While my personal experience supports Kaplan and Pernice’s claims, I’ve also noticed another, even more significant benefit: the opportunity to build a belief that delivering good UX is a responsibility of the whole team.
- Engineers participate in UX design by working to deeply understand user stories; taking part in research activities; and prioritizing accessibility, performance, and security throughout their work.
- Project managers, quality assurance testers, and product owners work on UX tactics through writing evidence-based user stories; usability testing; participating in user journey mapping; and documenting their work while testing and iterating. They ensure excellent communication and a single source of truth for all team members so everyone can better focus on solutions for the well-defined outcome(s).
- Marketing teams are more informed when communicating the product’s value proposition and are able to better support customer-focused sales efforts.
- Designers conduct research and usability testing; synthesize findings; lead co-creation workshops; report insights from the discovery process; and create the project’s visual and interface designs. Together with product owners, they facilitate important conversations and document the project’s vision and goals; identify user groups; and create a single source of truth for teams to move toward throughout the delivery process. We work both strategically and tactically.
This approach helps to ensure both project success and efficiency of delivery.
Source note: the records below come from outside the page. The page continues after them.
use anyhow::{Context, Result};
use mmdb_reader::Database;
use serde_json::json;
use std::path::PathBuf;

use crate::cli_utils::{format_bytes, format_number, format_unix_timestamp};

pub fn cmd_inspect(database: PathBuf, json_output: bool, verbose: bool) -> Result<()> {
    let db = Database::open(&database)
        .with_context(|| format!("Failed to load database: {}", database.display()))?;
    let meta = db.metadata();

    if json_output {
        let mut output = json!({
            "file": database.display().to_string(),
            "size": db.size(),
            "database_type": meta.database_type,
            "binary_format_major_version": meta.binary_format_major_version,
            "binary_format_minor_version": meta.binary_format_minor_version,
            "build_epoch": meta.build_epoch,
            "ip_version": meta.ip_version.number(),
            "record_size": meta.record_size.bits(),
            "node_count": meta.node_count,
            "languages": meta.languages,
            "description": meta.description,
            "search_tree_size": meta.search_tree_size,
            "data_section_start": meta.data_section_start,
            "ipv4_start_node": db.ipv4_start_node(),
        });

        if verbose {
            let full = db
                .metadata_value()
                .context("Failed to decode metadata map")?;
            output["metadata"] = serde_json::to_value(&full)?;
        }

        println!("{}", serde_json::to_string_pretty(&output)?);
        return Ok(());
    }

    println!("Database: {}", database.display());
    println!("Size:     {}", format_bytes(db.size()));
    println!();
    println!("Metadata:");
    println!("  Database type:   {}", meta.database_type);
    println!(
        "  Format version:  {}.{}",
        meta.binary_format_major_version, meta.binary_format_minor_version
    );
    println!(
        "  Build time:      {} ({})",
        format_unix_timestamp(meta.build_epoch),
        meta.build_epoch
    );
    println!("  IP version:      IPv{}", meta.ip_version.number());
    if !meta.languages.is_empty() {
        println!("  Languages:       {}", meta.languages.join(", "));
    }
    if !meta.description.is_empty() {
        println!("  Description:");
        let mut descriptions: Vec<_> = meta.description.iter().collect();
        descriptions.sort();
        for (lang, desc) in descriptions {
            println!("    {}: {}", lang, desc);
        }
    }
    println!();
    println!("Search tree:");
    println!("  Node count:      {}", format_number(meta.node_count as usize));
    println!("  Record size:     {} bits", meta.record_size.bits());
    println!("  Tree size:       {}", format_bytes(meta.search_tree_size));
    println!("  Data section at: {}", meta.data_section_start);
    match db.ipv4_start_node() {
        Some(node) => println!("  IPv4 start node: {}", node),
        None => println!("  IPv4 start node: (no IPv4 subtree)"),
    }

    if verbose {
        let full = db
            .metadata_value()
            .context("Failed to decode metadata map")?;
        println!();
        println!("Full metadata:");
        println!("{}", full);
    }

    Ok(())
}
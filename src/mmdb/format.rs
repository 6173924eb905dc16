//! MMDB Binary Format Parsing
//!
//! Bootstraps the database geometry from the metadata block that trails the
//! file. Design:
//! - Find the metadata marker (reverse search, no allocation)
//! - Decode the metadata map with pointers relative to the metadata start
//! - Extract the required keys by exact name and exact type
//! - Derive the search tree size and data section origin, and refuse a
//!   geometry whose search tree would overlap the metadata

use super::types::{IpVersion, RecordSize, DATA_SECTION_SEPARATOR_SIZE, METADATA_MARKER};
use crate::byte_store::ByteStore;
use crate::data_section::{DataDecoder, DataValue, DEFAULT_MAX_DECODE_DEPTH};
use crate::error::{MmdbError, Result};
use std::collections::HashMap;

/// Parsed database metadata and derived trie geometry
#[derive(Debug, Clone, PartialEq)]
pub struct Metadata {
    /// `binary_format_major_version` (always >= 2)
    pub binary_format_major_version: u16,
    /// `binary_format_minor_version`
    pub binary_format_minor_version: u16,
    /// Build time, seconds since the Unix epoch
    pub build_epoch: u64,
    /// Address family of the search tree
    pub ip_version: IpVersion,
    /// Width of each node record
    pub record_size: RecordSize,
    /// Number of nodes in the search tree
    pub node_count: u32,
    /// Free-form database type, e.g. `GeoLite2-Country`
    pub database_type: String,
    /// Locale codes the records may contain
    pub languages: Vec<String>,
    /// Descriptions keyed by language
    pub description: HashMap<String, String>,
    /// Size of the search tree in bytes
    pub search_tree_size: usize,
    /// Absolute offset of the data section
    pub data_section_start: usize,
    /// Bytes per node (6, 7 or 8)
    pub node_byte_size: usize,
    /// Absolute offset of the marker itself
    pub marker_offset: usize,
    /// Absolute offset of the metadata map (just past the marker)
    pub metadata_start: usize,
}

impl Metadata {
    /// Locate, decode and validate the metadata of a database image
    pub fn parse(store: &ByteStore) -> Result<Self> {
        Self::parse_with_depth(store, DEFAULT_MAX_DECODE_DEPTH)
    }

    /// [`Metadata::parse`] with an explicit decoder recursion budget
    pub fn parse_with_depth(store: &ByteStore, max_depth: usize) -> Result<Self> {
        let metadata_start = store.locate_metadata_marker()?;
        let value = decode_metadata_value(store, metadata_start, max_depth)?;
        Self::from_value(&value, metadata_start)
    }

    /// Build metadata from an already decoded metadata map.
    ///
    /// `metadata_start` is the offset just past the marker.
    pub fn from_value(value: &DataValue, metadata_start: usize) -> Result<Self> {
        let map = value
            .as_map()
            .ok_or_else(|| MmdbError::Metadata(format!("metadata is a {}, not a map", value.type_name())))?;

        let major = required_u16(map, "binary_format_major_version")?;
        let minor = required_u16(map, "binary_format_minor_version")?;
        if major < 2 {
            return Err(MmdbError::Metadata(format!(
                "unsupported binary format major version {}",
                major
            )));
        }

        let build_epoch = match map.get("build_epoch") {
            Some(DataValue::Uint64(n)) => *n,
            other => return Err(field_error("build_epoch", "uint64", other)),
        };
        let ip_version = IpVersion::from_number(required_u16(map, "ip_version")?)?;
        let record_size = RecordSize::from_bits(required_u16(map, "record_size")?)?;
        let node_count = match map.get("node_count") {
            Some(DataValue::Uint32(n)) => *n,
            other => return Err(field_error("node_count", "uint32", other)),
        };
        let database_type = match map.get("database_type") {
            Some(DataValue::String(s)) => s.clone(),
            other => return Err(field_error("database_type", "string", other)),
        };

        let languages = match map.get("languages") {
            None => Vec::new(),
            Some(DataValue::Array(items)) => items
                .iter()
                .map(|item| {
                    item.as_str()
                        .map(str::to_string)
                        .ok_or_else(|| field_error("languages", "array of strings", Some(item)))
                })
                .collect::<Result<Vec<_>>>()?,
            other => return Err(field_error("languages", "array", other)),
        };

        let description = match map.get("description") {
            None => HashMap::new(),
            Some(DataValue::Map(entries)) => entries
                .iter()
                .map(|(lang, text)| {
                    text.as_str()
                        .map(|s| (lang.clone(), s.to_string()))
                        .ok_or_else(|| field_error("description", "map of strings", Some(text)))
                })
                .collect::<Result<HashMap<_, _>>>()?,
            other => return Err(field_error("description", "map", other)),
        };

        let node_byte_size = record_size.node_bytes();
        let search_tree_size = (node_count as usize)
            .checked_mul(node_byte_size)
            .ok_or_else(|| MmdbError::CorruptDatabase("search tree size overflows".to_string()))?;
        let data_section_start = search_tree_size + DATA_SECTION_SEPARATOR_SIZE;

        let marker_offset = metadata_start.saturating_sub(METADATA_MARKER.len());
        if search_tree_size > marker_offset {
            return Err(MmdbError::CorruptDatabase(format!(
                "search tree of {} nodes ({} bytes) extends past the metadata at offset {}",
                node_count, search_tree_size, marker_offset
            )));
        }

        Ok(Metadata {
            binary_format_major_version: major,
            binary_format_minor_version: minor,
            build_epoch,
            ip_version,
            record_size,
            node_count,
            database_type,
            languages,
            description,
            search_tree_size,
            data_section_start,
            node_byte_size,
            marker_offset,
            metadata_start,
        })
    }
}

/// Decode the raw metadata map at `metadata_start`
///
/// Metadata pointers are relative to the metadata start, not the data section.
pub(crate) fn decode_metadata_value(
    store: &ByteStore,
    metadata_start: usize,
    max_depth: usize,
) -> Result<DataValue> {
    DataDecoder::new(store, metadata_start)
        .with_max_depth(max_depth)
        .decode(metadata_start)
        .map_err(|e| MmdbError::Metadata(format!("failed to decode metadata: {}", e)))
}

fn required_u16(map: &HashMap<String, DataValue>, key: &str) -> Result<u16> {
    match map.get(key) {
        Some(DataValue::Uint16(n)) => Ok(*n),
        other => Err(field_error(key, "uint16", other)),
    }
}

fn field_error(key: &str, expected: &str, found: Option<&DataValue>) -> MmdbError {
    match found {
        Some(value) => MmdbError::Metadata(format!(
            "field '{}' is a {}, expected {}",
            key,
            value.type_name(),
            expected
        )),
        None => MmdbError::Metadata(format!("required field '{}' not found", key)),
    }
}
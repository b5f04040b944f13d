//! The document envelope and the public entry points.
//!
//! Translation is driven here: characters → [`Lexer`] → [`TokenStream`] →
//! root [`RowBuilder`] loop → body string, wrapped in the XML declaration
//! and the `<math>` element.

use std::io;

use crate::builder::row::RowBuilder;
use crate::config::{DisplayMode, RenderConfig};
use crate::lexer::Lexer;
use crate::stream::TokenStream;

const XML_DECLARATION: &str = "<?xml version=\"1.0\" encoding=\"UTF-8\"?>";
const MATH_OPEN: &str = "<math xmlns=\"http://www.w3.org/1998/Math/MathML\">";

/// Translate `input` and append the resulting MathML document to `string`.
pub fn push_mathml(string: &mut String, input: &str, config: RenderConfig) {
    string.push_str(XML_DECLARATION);
    string.push('\n');
    string.push_str(MATH_OPEN);
    string.push('\n');
    if config.display_mode == DisplayMode::Block {
        string.push_str("<mstyle displaystyle=\"true\">\n");
    }
    string.push_str(&body(input));
    string.push('\n');
    if config.display_mode == DisplayMode::Block {
        string.push_str("</mstyle>\n");
    }
    string.push_str("</math>\n");
}

/// Translate `input` and write the resulting MathML document to `writer`.
pub fn write_mathml<W: io::Write>(
    mut writer: W,
    input: &str,
    config: RenderConfig,
) -> io::Result<()> {
    let mut string = String::new();
    push_mathml(&mut string, input, config);
    writer.write_all(string.as_bytes())
}

/// Translate everything `reader` yields and write the document to `writer`.
///
/// The input is read eagerly and converted lossily, so arbitrary byte
/// streams are accepted.
pub fn write_mathml_from_reader<R: io::Read, W: io::Write>(
    mut reader: R,
    writer: W,
    config: RenderConfig,
) -> io::Result<()> {
    let mut bytes = Vec::new();
    reader.read_to_end(&mut bytes)?;
    write_mathml(writer, &String::from_utf8_lossy(&bytes), config)
}

/// The `<mrow>` body alone, without the envelope.
fn body(input: &str) -> String {
    let mut tokens = TokenStream::new(Lexer::new(input));
    let mut row = RowBuilder::new();
    while !tokens.empty() {
        row.add(&mut tokens);
    }
    row.take()
}

#[cfg(test)]
mod tests {
    use super::push_mathml;
    use crate::config::{DisplayMode, RenderConfig};

    #[test]
    fn envelope_inline() {
        let mut out = String::new();
        push_mathml(&mut out, "x", RenderConfig::default());
        assert_eq!(
            out,
            "<?xml version=\"1.0\" encoding=\"UTF-8\"?>\n\
             <math xmlns=\"http://www.w3.org/1998/Math/MathML\">\n\
             <mrow><mi>x</mi></mrow>\n\
             </math>\n"
        );
    }

    #[test]
    fn envelope_block() {
        let mut out = String::new();
        push_mathml(
            &mut out,
            "x",
            RenderConfig::with_display_mode(DisplayMode::Block),
        );
        assert_eq!(
            out,
            "<?xml version=\"1.0\" encoding=\"UTF-8\"?>\n\
             <math xmlns=\"http://www.w3.org/1998/Math/MathML\">\n\
             <mstyle displaystyle=\"true\">\n\
             <mrow><mi>x</mi></mrow>\n\
             </mstyle>\n\
             </math>\n"
        );
    }

    #[test]
    fn reader_entry_point_accepts_arbitrary_bytes() {
        let mut out = Vec::new();
        super::write_mathml_from_reader(
            &b"x + \xFF"[..],
            &mut out,
            RenderConfig::default(),
        )
        .unwrap();
        let text = String::from_utf8(out).unwrap();
        assert!(text.contains("<mi>x</mi>"));
        assert!(text.ends_with("</math>\n"));
    }
}
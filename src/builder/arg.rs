//! Argument builders: braced groups, optional `[...]` arguments, and raw
//! text arguments.

use crate::builder::row::RowBuilder;
use crate::lexer::TokenKind;
use crate::stream::TokenStream;

/// Consumes one TeX argument.
///
/// A braced group is consumed up to its matching close brace; anything else
/// is a single atom, per TeX semantics: `x^2` scripts the character `2`,
/// `x^{abc}` scripts the whole group.
pub(crate) struct ArgBuilder {
    row: RowBuilder,
}

impl ArgBuilder {
    pub fn new() -> Self {
        Self {
            row: RowBuilder::new(),
        }
    }

    pub fn add(&mut self, tokens: &mut TokenStream<'_>) {
        let top = tokens.top();
        match top.kind {
            TokenKind::StartGroup if top.lexeme == "{" => {
                consume_group(tokens, &mut self.row);
            }
            TokenKind::Text => {
                if let Some(c) = tokens.pop_char() {
                    self.row.append_identifier(c);
                }
            }
            _ => self.row.add(tokens),
        }
    }

    pub fn take(self) -> String {
        self.row.take()
    }
}

/// Consumes one optional `[...]` argument, or nothing at all.
pub(crate) struct OptArgBuilder {
    row: RowBuilder,
    consumed: bool,
}

impl OptArgBuilder {
    pub fn new() -> Self {
        Self {
            row: RowBuilder::new(),
            consumed: false,
        }
    }

    pub fn add(&mut self, tokens: &mut TokenStream<'_>) {
        if !tokens.top().lexeme.starts_with('[') {
            return;
        }
        self.consumed = true;
        consume_group(tokens, &mut self.row);
    }

    /// The empty fragment when no argument was present.
    pub fn take(self) -> String {
        if self.consumed {
            self.row.take()
        } else {
            String::new()
        }
    }
}

/// Feed one balanced group into `row`, including both delimiters (which the
/// row discards). Depth counts every group token, so the group also ends at
/// end of input, closing implicitly.
fn consume_group(tokens: &mut TokenStream<'_>, row: &mut RowBuilder) {
    let mut depth = 0usize;
    while !tokens.empty() {
        let closing = match tokens.top().kind {
            TokenKind::StartGroup => {
                depth += 1;
                false
            }
            TokenKind::EndGroup => {
                depth = depth.saturating_sub(1);
                depth == 0
            }
            _ => false,
        };
        row.add(tokens);
        if closing {
            break;
        }
    }
}

/// Like [`ArgBuilder`], but concatenates raw lexemes instead of translating
/// them; used for arguments that are attribute values or plain text
/// (`\genfrac` delimiters, `\mbox`).
pub(crate) struct TextArgBuilder {
    content: String,
    preserve_spaces: bool,
}

impl TextArgBuilder {
    pub fn new() -> Self {
        Self {
            content: String::new(),
            preserve_spaces: false,
        }
    }

    /// Whitespace-preserving mode: one ASCII space is re-inserted between
    /// consecutive lexemes, since the tokenizer discards the originals.
    pub fn preserving_whitespace() -> Self {
        Self {
            content: String::new(),
            preserve_spaces: true,
        }
    }

    pub fn add(&mut self, tokens: &mut TokenStream<'_>) {
        let top = tokens.top();
        match top.kind {
            TokenKind::StartGroup if top.lexeme == "{" => {
                // Only braces nest here; bracket tokens are content, so
                // `\genfrac{[}{]}…` sees its delimiters.
                let mut depth = 0usize;
                while !tokens.empty() {
                    let token = tokens.top();
                    match (token.kind, token.lexeme) {
                        (TokenKind::StartGroup, "{") => depth += 1,
                        (TokenKind::EndGroup, "}") => {
                            depth = depth.saturating_sub(1);
                            if depth == 0 {
                                tokens.next();
                                break;
                            }
                        }
                        _ => self.push_lexeme(token.lexeme),
                    }
                    tokens.next();
                }
            }
            TokenKind::Text => {
                if let Some(c) = tokens.pop_char() {
                    self.content.push(c);
                }
            }
            TokenKind::End => {}
            _ => {
                self.push_lexeme(top.lexeme);
                tokens.next();
            }
        }
    }

    pub fn take(self) -> String {
        format!("<mtext>{}</mtext>", self.content)
    }

    /// The raw concatenated string, for callers that splice it into an
    /// attribute value.
    pub fn take_content(self) -> String {
        self.content
    }

    fn push_lexeme(&mut self, lexeme: &str) {
        if self.preserve_spaces && !self.content.is_empty() {
            self.content.push(' ');
        }
        self.content.push_str(lexeme);
    }
}

#[cfg(test)]
mod tests {
    use super::{ArgBuilder, OptArgBuilder, TextArgBuilder};
    use crate::lexer::Lexer;
    use crate::stream::TokenStream;

    fn stream(input: &str) -> TokenStream<'_> {
        TokenStream::new(Lexer::new(input))
    }

    #[test]
    fn braced_argument() {
        let mut tokens = stream("{a+b}c");
        let mut arg = ArgBuilder::new();
        arg.add(&mut tokens);
        assert_eq!(arg.take(), "<mrow><mi>a</mi><mo>+</mo><mi>b</mi></mrow>");
        assert_eq!(tokens.top().lexeme, "c");
    }

    #[test]
    fn unbraced_argument_is_one_character() {
        let mut tokens = stream("ab");
        let mut arg = ArgBuilder::new();
        arg.add(&mut tokens);
        assert_eq!(arg.take(), "<mrow><mi>a</mi></mrow>");
        assert_eq!(tokens.top().lexeme, "b");
    }

    #[test]
    fn unbraced_command_argument_is_one_atom() {
        let mut tokens = stream(r"\alpha x");
        let mut arg = ArgBuilder::new();
        arg.add(&mut tokens);
        assert_eq!(arg.take(), "<mrow><mi>α</mi></mrow>");
        assert_eq!(tokens.top().lexeme, "x");
    }

    #[test]
    fn nested_groups_balance() {
        let mut tokens = stream("{a{b}c}d");
        let mut arg = ArgBuilder::new();
        arg.add(&mut tokens);
        assert_eq!(
            arg.take(),
            "<mrow><mi>a</mi><mi>b</mi><mi>c</mi></mrow>"
        );
        assert_eq!(tokens.top().lexeme, "d");
    }

    #[test]
    fn group_closes_implicitly_at_end_of_input() {
        let mut tokens = stream("{a");
        let mut arg = ArgBuilder::new();
        arg.add(&mut tokens);
        assert_eq!(arg.take(), "<mrow><mi>a</mi></mrow>");
    }

    #[test]
    fn optional_argument_present() {
        let mut tokens = stream("[3]x");
        let mut opt = OptArgBuilder::new();
        opt.add(&mut tokens);
        assert_eq!(opt.take(), "<mrow><mn>3</mn></mrow>");
        assert_eq!(tokens.top().lexeme, "x");
    }

    #[test]
    fn optional_argument_absent() {
        let mut tokens = stream("{x}");
        let mut opt = OptArgBuilder::new();
        opt.add(&mut tokens);
        assert_eq!(opt.take(), "");
        assert_eq!(tokens.top().lexeme, "{");
    }

    #[test]
    fn text_argument_content() {
        let mut tokens = stream("{0pt}");
        let mut text = TextArgBuilder::new();
        text.add(&mut tokens);
        assert_eq!(text.take_content(), "0pt");
    }

    #[test]
    fn text_argument_passes_brackets_through() {
        let mut tokens = stream("{[}x");
        let mut text = TextArgBuilder::new();
        text.add(&mut tokens);
        assert_eq!(text.take_content(), "[");
        assert_eq!(tokens.top().lexeme, "x");
    }

    #[test]
    fn text_argument_preserves_spacing() {
        let mut tokens = stream("{iff and only if}");
        let mut text = TextArgBuilder::preserving_whitespace();
        text.add(&mut tokens);
        assert_eq!(text.take(), "<mtext>iff and only if</mtext>");
    }
}
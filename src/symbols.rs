//! The two process-wide symbol dictionaries.
//!
//! Commands listed here translate to a single leaf element: [`identifier`]
//! entries become `<mi>…</mi>`, [`operator`] entries become `<mo>…</mo>`.
//! Both maps are immutable and total lookups; anything absent falls through
//! to the caller's identifier fallback.

/// Commands that translate to a single `<mi>` element: the Greek alphabet
/// (with `var…` variants) and the dot family.
#[rustfmt::skip]
pub(crate) fn identifier(name: &str) -> Option<&'static str> {
    Some(match name {
        // Lowercase Greek
        "alpha" => "α",
        "beta" => "β",
        "gamma" => "γ",
        "delta" => "δ",
        "epsilon" => "ϵ",
        "varepsilon" => "ε",
        "zeta" => "ζ",
        "eta" => "η",
        "theta" => "θ",
        "vartheta" => "ϑ",
        "iota" => "ι",
        "kappa" => "κ",
        "varkappa" => "ϰ",
        "lambda" => "λ",
        "mu" => "μ",
        "nu" => "ν",
        "xi" => "ξ",
        "omicron" => "ο",
        "pi" => "π",
        "varpi" => "ϖ",
        "rho" => "ρ",
        "varrho" => "ϱ",
        "sigma" => "σ",
        "varsigma" => "ς",
        "tau" => "τ",
        "upsilon" => "υ",
        "phi" => "φ",
        "varphi" => "ϕ",
        "chi" => "χ",
        "psi" => "ψ",
        "omega" => "ω",
        // Uppercase Greek
        "Gamma" => "Γ",
        "Delta" => "Δ",
        "Theta" => "Θ",
        "Lambda" => "Λ",
        "Xi" => "Ξ",
        "Pi" => "Π",
        "Sigma" => "Σ",
        "Upsilon" => "Υ",
        "Phi" => "Φ",
        "Psi" => "Ψ",
        "Omega" => "Ω",
        // Italic uppercase variants
        "varGamma" => "𝛤",
        "varDelta" => "𝛥",
        "varTheta" => "𝛩",
        "varLambda" => "𝛬",
        "varXi" => "𝛯",
        "varPi" => "𝛱",
        "varSigma" => "𝛴",
        "varUpsilon" => "𝛶",
        "varPhi" => "𝛷",
        "varPsi" => "𝛹",
        "varOmega" => "𝛺",
        // Dots
        "dots" | "ldots" | "dotso" | "dotsc" => "…",
        "cdots" | "dotsb" => "⋯",
        "vdots" => "⋮",
        "ddots" => "⋱",
        "udots" => "⋰",
        _ => return None,
    })
}

/// Commands that translate to a single `<mo>` element.
///
/// `lt` and `gt` map to entity references; everything else is raw UTF-8.
/// Large operators (`sum`, `int`, …) are deliberately absent: they carry
/// script state and are constructed through the command registry instead.
#[rustfmt::skip]
pub(crate) fn operator(name: &str) -> Option<&'static str> {
    Some(match name {
        "pm" => "±",
        "approx" => "≈",
        "propto" => "∝",
        "ne" | "neq" => "≠",
        "le" | "leq" => "≤",
        "ge" | "geq" => "≥",
        "cdot" => "⋅",
        "times" => "×",
        "div" => "÷",
        "in" => "∈",
        "notin" => "∉",
        "subset" => "⊂",
        "subseteq" => "⊆",
        "supset" => "⊃",
        "supseteq" => "⊇",
        "nsubseteq" => "⊈",
        "nsupseteq" => "⊉",
        "cap" => "∩",
        "cup" => "∪",
        "leftarrow" => "←",
        "rightarrow" | "to" => "→",
        "uparrow" => "↑",
        "downarrow" => "↓",
        "infty" | "infinity" => "∞",
        "forall" => "∀",
        "exists" => "∃",
        "nabla" => "∇",
        "partial" => "∂",
        "perp" => "⊥",
        "parallel" => "∥",
        "nparallel" => "∦",
        "angle" => "∠",
        "measuredangle" => "∡",
        "triangle" => "△",
        "triangledown" => "▽",
        "hbar" | "hslash" => "ℏ",
        "Re" => "ℜ",
        "Im" => "ℑ",
        "wp" => "℘",
        "bullet" => "∙",
        "ast" => "∗",
        "circ" => "∘",
        "equiv" => "≡",
        "sim" => "∼",
        "simeq" => "≃",
        "cong" => "≅",
        "setminus" => "∖",
        "neg" => "¬",
        "not" => "\u{0338}",
        "lt" => "&lt;",
        "gt" => "&gt;",
        "oplus" => "⊕",
        "ominus" => "⊖",
        "otimes" => "⊗",
        "odot" => "⊙",
        "bigcap" => "⋂",
        "bigcup" => "⋃",
        "bigvee" => "⋁",
        "bigwedge" => "⋀",
        "amalg" => "⨿",
        "coprod" => "∐",
        "ngeq" => "≱",
        "nleq" => "≰",
        "nless" => "≮",
        _ => return None,
    })
}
When all team members are consciously aware of, and focusing on, the needs of the customer, we reduce the risk of overlooking pain points and missing opportunities to deliver value.
This makes us highly performant in our ability to identify the right problems in need of solution, which is ultimately more cost-effective for clients. Sales and marketing teams enjoy the outcomes a lot more, too, because we help them to reduce churn!
Conclusion
Within the world of digital products, “performance” is often considered as merely a synonym for “speed.” And while delivering software that’s optimized for speed is an area in which XWP excels, it’s far from the only aspect of performance we strive to achieve. Within our UX practice, we aim to deliver products that are performant in their ease of use, ability to realize their value proposition, and the processes through which they are produced.
Design—and the responsibility for delivering impactful user experiences—is not simply a role. It is, above all, a set of skills, knowledge, and experience that we work to share across the entire XWP team. We leverage these skill sets to uncover user needs, define the right approach to meet them, and efficiently deliver easy-to-use solutions for our clients and the customers they serve.